Ben evidente la “Flanking line”, rappresentata da quella linea nuvolosa (cumuli e congesti) che funge da miccia per la "Multicella" in azione sul Lazio
Ben evidente la “Flanking line”, rappresentata da quella linea nuvolosa (cumuli e congesti) che funge da miccia per la “Multicella” in azione sul Lazio

Guardando le immagini satellitari è ben identificabile da una estesa linea nuvolosa che tende a muoversi verso la parte centrale e più attiva del sistema temporalesco. Questa “Flanking line” peraltro è molto estesa, per diverse decine di chilometri, lungo il Tirreno centro-meridionale, dipanandosi dal tratto di mare antistante le coste sarde fino al margine più occidentale della “Multicella” in azione sull’Italia centrale, con una serie infinita di cumuli ben sviluppati e congesti in rapido ingrossamento verso l’alto. Di solito si sviluppa secondo la genesi di un temporale a “Multicella”, in cui le incudini dei cumulonembi temporaleschi si sviluppano una davanti all’altra grazie alle precipitazioni ed alle correnti discendenti della “Cella temporalesca” matura precedente.

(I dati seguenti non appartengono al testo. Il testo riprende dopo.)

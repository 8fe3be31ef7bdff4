//! Dataset construction from a feed snapshot.

use std::collections::{HashMap, HashSet};

use chrono::{Duration, NaiveDate};
use tracing::info;

use super::feed::non_empty;
use super::{
    Dataset, DatasetError, Feed, IMPOSSIBLE_TRANSFER, RAIL_ROUTE_TYPE, Route, Stop, StopTime,
    StopTimeRecord, Transfer, Trip,
};
use crate::domain::{RailTime, RouteId, StopId, StopTimeId, TripId};

impl Dataset {
    /// Build a dataset from a feed snapshot.
    ///
    /// Non-rail routes and everything hanging off them are dropped, as are
    /// transfers marked impossible. Any other dangling reference, duplicate
    /// id, duplicate stop sequence or untimed stop-time aborts the build.
    pub fn from_feed(feed: Feed) -> Result<Self, DatasetError> {
        let Feed {
            service_date,
            agencies,
            stops: stop_rows,
            routes: route_rows,
            trips: trip_rows,
            stop_times: stop_time_rows,
            transfers: transfer_rows,
        } = feed;

        let agency_names: HashMap<String, String> = agencies
            .into_iter()
            .map(|a| (a.agency_id, a.agency_name))
            .collect();

        // Stops
        let mut stops = Vec::with_capacity(stop_rows.len());
        let mut stop_index = HashMap::with_capacity(stop_rows.len());
        for row in stop_rows {
            let id = StopId::from_index(stops.len());
            if stop_index.insert(row.stop_id.clone(), id).is_some() {
                return Err(duplicate("stop", row.stop_id));
            }
            stops.push(Stop {
                id,
                parent: non_empty(&row.parent_station).map(str::to_owned),
                platform: non_empty(&row.platform_code).map(str::to_owned),
                external_id: row.stop_id,
                name: row.stop_name,
                latitude: row.stop_lat,
                longitude: row.stop_lon,
            });
        }
        for stop in &stops {
            if let Some(parent) = &stop.parent {
                if !stop_index.contains_key(parent) {
                    return Err(unknown("parent stop", parent));
                }
            }
        }

        // Routes: rail only
        let mut routes = Vec::new();
        let mut route_index = HashMap::new();
        let mut skipped_routes = HashSet::new();
        for row in route_rows {
            if route_index.contains_key(&row.route_id) || skipped_routes.contains(&row.route_id) {
                return Err(duplicate("route", row.route_id));
            }
            if row.route_type != RAIL_ROUTE_TYPE {
                skipped_routes.insert(row.route_id);
                continue;
            }
            let agency = match non_empty(&row.agency_id) {
                Some(agency_id) => agency_names
                    .get(agency_id)
                    .cloned()
                    .ok_or_else(|| unknown("agency", agency_id))?,
                // GTFS allows omitting the agency when the feed has only one.
                None if agency_names.len() == 1 => {
                    agency_names.values().next().cloned().unwrap_or_default()
                }
                None => String::new(),
            };
            let id = RouteId::from_index(routes.len());
            route_index.insert(row.route_id.clone(), id);
            routes.push(Route {
                id,
                external_id: row.route_id,
                agency,
                long_name: row.route_long_name,
            });
        }

        // Trips
        let mut trips = Vec::new();
        let mut trip_index = HashMap::new();
        let mut skipped_trips = HashSet::new();
        for row in trip_rows {
            if trip_index.contains_key(&row.trip_id) || skipped_trips.contains(&row.trip_id) {
                return Err(duplicate("trip", row.trip_id));
            }
            if skipped_routes.contains(&row.route_id) {
                skipped_trips.insert(row.trip_id);
                continue;
            }
            let route = *route_index
                .get(&row.route_id)
                .ok_or_else(|| unknown("route", &row.route_id))?;
            let id = TripId::from_index(trips.len());
            trip_index.insert(row.trip_id.clone(), id);
            trips.push(Trip {
                id,
                external_id: row.trip_id,
                route,
                headsign: row.trip_headsign,
                long_name: row.trip_long_name,
            });
        }

        // Stop-times, grouped per trip and ranked by sequence
        let mut per_trip: Vec<Vec<StopTimeRecord>> = vec![Vec::new(); trips.len()];
        for row in stop_time_rows {
            if skipped_trips.contains(&row.trip_id) {
                continue;
            }
            let trip = trip_index
                .get(&row.trip_id)
                .ok_or_else(|| unknown("trip", &row.trip_id))?;
            per_trip[trip.index()].push(row);
        }

        let mut stop_times: Vec<StopTime> = Vec::new();
        let mut trip_ranges = Vec::with_capacity(trips.len());
        for (trip, mut rows) in trips.iter().zip(per_trip) {
            rows.sort_by_key(|r| r.stop_sequence);
            if let Some(pair) = rows
                .windows(2)
                .find(|w| w[0].stop_sequence == w[1].stop_sequence)
            {
                return Err(DatasetError::DuplicateSequence {
                    trip: trip.external_id.clone(),
                    sequence: pair[0].stop_sequence,
                });
            }

            let start = stop_times.len();
            for (rank, row) in rows.into_iter().enumerate() {
                let stop = *stop_index
                    .get(&row.stop_id)
                    .ok_or_else(|| unknown("stop", &row.stop_id))?;
                let arrival = parse_time(&row.arrival_time, service_date, trip, row.stop_sequence)?;
                let departure =
                    parse_time(&row.departure_time, service_date, trip, row.stop_sequence)?;
                let (arrival, departure) = match (arrival, departure) {
                    (Some(a), Some(d)) => (a, d),
                    (Some(a), None) => (a, a),
                    (None, Some(d)) => (d, d),
                    (None, None) => {
                        return Err(DatasetError::MissingTime {
                            trip: trip.external_id.clone(),
                            sequence: row.stop_sequence,
                        });
                    }
                };
                stop_times.push(StopTime {
                    id: StopTimeId::from_index(stop_times.len()),
                    trip: trip.id,
                    stop,
                    sequence: row.stop_sequence,
                    rank: rank as u32,
                    headsign: non_empty(&row.stop_headsign).map(str::to_owned),
                    arrival,
                    departure,
                    shape_dist: row.shape_dist_traveled.unwrap_or(0.0),
                });
            }
            trip_ranges.push(start..stop_times.len());
        }

        let mut stop_departures = vec![Vec::new(); stops.len()];
        for st in &stop_times {
            stop_departures[st.stop.index()].push(st.id);
        }
        for departures in &mut stop_departures {
            departures.sort_by_key(|id| (stop_times[id.index()].departure, *id));
        }

        // Transfers
        let mut transfers = Vec::new();
        let mut transfers_from: HashMap<StopId, Vec<usize>> = HashMap::new();
        for row in transfer_rows {
            if row.transfer_type == IMPOSSIBLE_TRANSFER {
                continue;
            }
            let from = *stop_index
                .get(&row.from_stop_id)
                .ok_or_else(|| unknown("stop", &row.from_stop_id))?;
            let to = *stop_index
                .get(&row.to_stop_id)
                .ok_or_else(|| unknown("stop", &row.to_stop_id))?;
            transfers_from.entry(from).or_default().push(transfers.len());
            transfers.push(Transfer {
                from,
                to,
                min_transfer: Duration::seconds(i64::from(row.min_transfer_time.unwrap_or(0))),
            });
        }

        info!(
            %service_date,
            stops = stops.len(),
            routes = routes.len(),
            trips = trips.len(),
            stop_times = stop_times.len(),
            transfers = transfers.len(),
            "Dataset built"
        );

        Ok(Dataset {
            service_date,
            stops,
            routes,
            trips,
            stop_times,
            transfers,
            trip_ranges,
            stop_departures,
            transfers_from,
            stop_index,
        })
    }
}

fn parse_time(
    value: &Option<String>,
    service_date: NaiveDate,
    trip: &Trip,
    sequence: u32,
) -> Result<Option<RailTime>, DatasetError> {
    non_empty(value)
        .map(|s| RailTime::from_gtfs(s, service_date))
        .transpose()
        .map_err(|source| DatasetError::InvalidTime {
            trip: trip.external_id.clone(),
            sequence,
            source,
        })
}

fn unknown(kind: &'static str, id: &str) -> DatasetError {
    DatasetError::UnknownReference {
        kind,
        id: id.to_owned(),
    }
}

fn duplicate(kind: &'static str, id: String) -> DatasetError {
    DatasetError::DuplicateId { kind, id }
}
//! Journey planning over one dataset snapshot.
//!
//! `Planner::plan` runs the whole pipeline on the calling thread:
//! validation, path enumeration, a schedule walk per candidate path,
//! ranking and formatting. The engine drives the same stages itself to
//! walk paths concurrently.

use tracing::{debug, info};

use crate::dataset::Dataset;
use crate::domain::{Itinerary, Journey, RailTime, StationId};
use crate::graph::RoutingGraph;

use super::config::RoutingPolicy;
use super::filter::StationFilter;
use super::format::itinerary;
use super::paths::{PathEnumerator, StationPath};
use super::rank::rank;
use super::walk::ScheduleWalker;

/// Error from journey planning.
///
/// Finding no route is not an error: it is an empty `PlanResult`.
#[derive(Debug, Clone, PartialEq, Eq, thiserror::Error)]
pub enum RoutingError {
    /// Station name not present in the graph
    #[error("unknown station: {0}")]
    UnknownStation(String),

    /// Origin and destination are the same station
    #[error("origin and destination are both {0}")]
    SameStation(String),

    /// No dataset has been published yet
    #[error("no timetable is loaded")]
    DatasetUnavailable,

    /// A planning worker failed, so the result would be incomplete
    #[error("journey planning failed: {0}")]
    EvaluationFailed(String),
}

/// Result of journey planning.
#[derive(Debug, Clone, Default)]
pub struct PlanResult {
    /// Itineraries, ranked best-first.
    pub itineraries: Vec<Itinerary>,

    /// Number of station paths evaluated against the timetable.
    pub candidate_paths: usize,

    /// True if the request ran out of time before ranking.
    pub timed_out: bool,
}

impl PlanResult {
    /// Create an empty result.
    pub fn empty() -> Self {
        Self::default()
    }

    /// Create the result of a request that exceeded its deadline.
    pub fn timed_out() -> Self {
        Self {
            timed_out: true,
            ..Self::default()
        }
    }
}

/// Journey planner over one dataset and its routing graph.
pub struct Planner<'a> {
    dataset: &'a Dataset,
    graph: &'a RoutingGraph,
    policy: &'a RoutingPolicy,
    filter: &'a dyn StationFilter,
}

impl<'a> Planner<'a> {
    /// Create a new planner.
    pub fn new(
        dataset: &'a Dataset,
        graph: &'a RoutingGraph,
        policy: &'a RoutingPolicy,
        filter: &'a dyn StationFilter,
    ) -> Self {
        Self {
            dataset,
            graph,
            policy,
            filter,
        }
    }

    /// Plan journeys from `origin` to `destination` leaving no earlier
    /// than `depart_after`.
    pub fn plan(
        &self,
        origin: &str,
        destination: &str,
        depart_after: RailTime,
    ) -> Result<PlanResult, RoutingError> {
        let (from, to) = self.resolve(origin, destination)?;
        let paths = self.candidate_paths(from, to);

        let walker = ScheduleWalker::new(self.dataset, self.graph, self.policy);
        let journeys = paths
            .iter()
            .flat_map(|path| walker.walk(path, depart_after))
            .collect();

        Ok(self.finish(paths.len(), journeys))
    }

    /// Resolve and validate the endpoints of a request.
    pub fn resolve(
        &self,
        origin: &str,
        destination: &str,
    ) -> Result<(StationId, StationId), RoutingError> {
        let from = self
            .graph
            .find_station(origin)
            .ok_or_else(|| RoutingError::UnknownStation(origin.to_string()))?;
        let to = self
            .graph
            .find_station(destination)
            .ok_or_else(|| RoutingError::UnknownStation(destination.to_string()))?;

        if from == to {
            return Err(RoutingError::SameStation(
                self.graph.station(from).name.clone(),
            ));
        }
        Ok((from, to))
    }

    /// Candidate station paths between two resolved stations.
    pub fn candidate_paths(&self, from: StationId, to: StationId) -> Vec<StationPath> {
        PathEnumerator::new(self.dataset, self.graph, self.policy, self.filter).enumerate(from, to)
    }

    /// Rank the pooled journeys of all paths and format them.
    pub fn finish(&self, candidate_paths: usize, journeys: Vec<Journey>) -> PlanResult {
        let pooled = journeys.len();
        let ranked = rank(journeys, self.policy.arrival_slack());
        let itineraries: Vec<Itinerary> = ranked
            .iter()
            .map(|journey| itinerary(self.dataset, self.graph, journey))
            .collect();

        debug!(pooled, kept = itineraries.len(), "Journeys ranked");
        if itineraries.is_empty() {
            info!(candidate_paths, "No route found");
        }

        PlanResult {
            itineraries,
            candidate_paths,
            timed_out: false,
        }
    }
}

In un temporale Mesociclonico (con forte rotazione interna come nelle “Supercelle”) le nubi che compongono la “Flanking line” tendono ad essere risucchiate all’interno del nucleo principale, mentre in un temporale con caratteristiche non Mesocicloniche, come questi in atto, la “Flanking line” tende a viaggiare ai lati del nucleo più intenso, come detto, viene risucchiata dalla cella temporalesca madre che verrà rigenerata dagli stessi cumuli ormai maturi.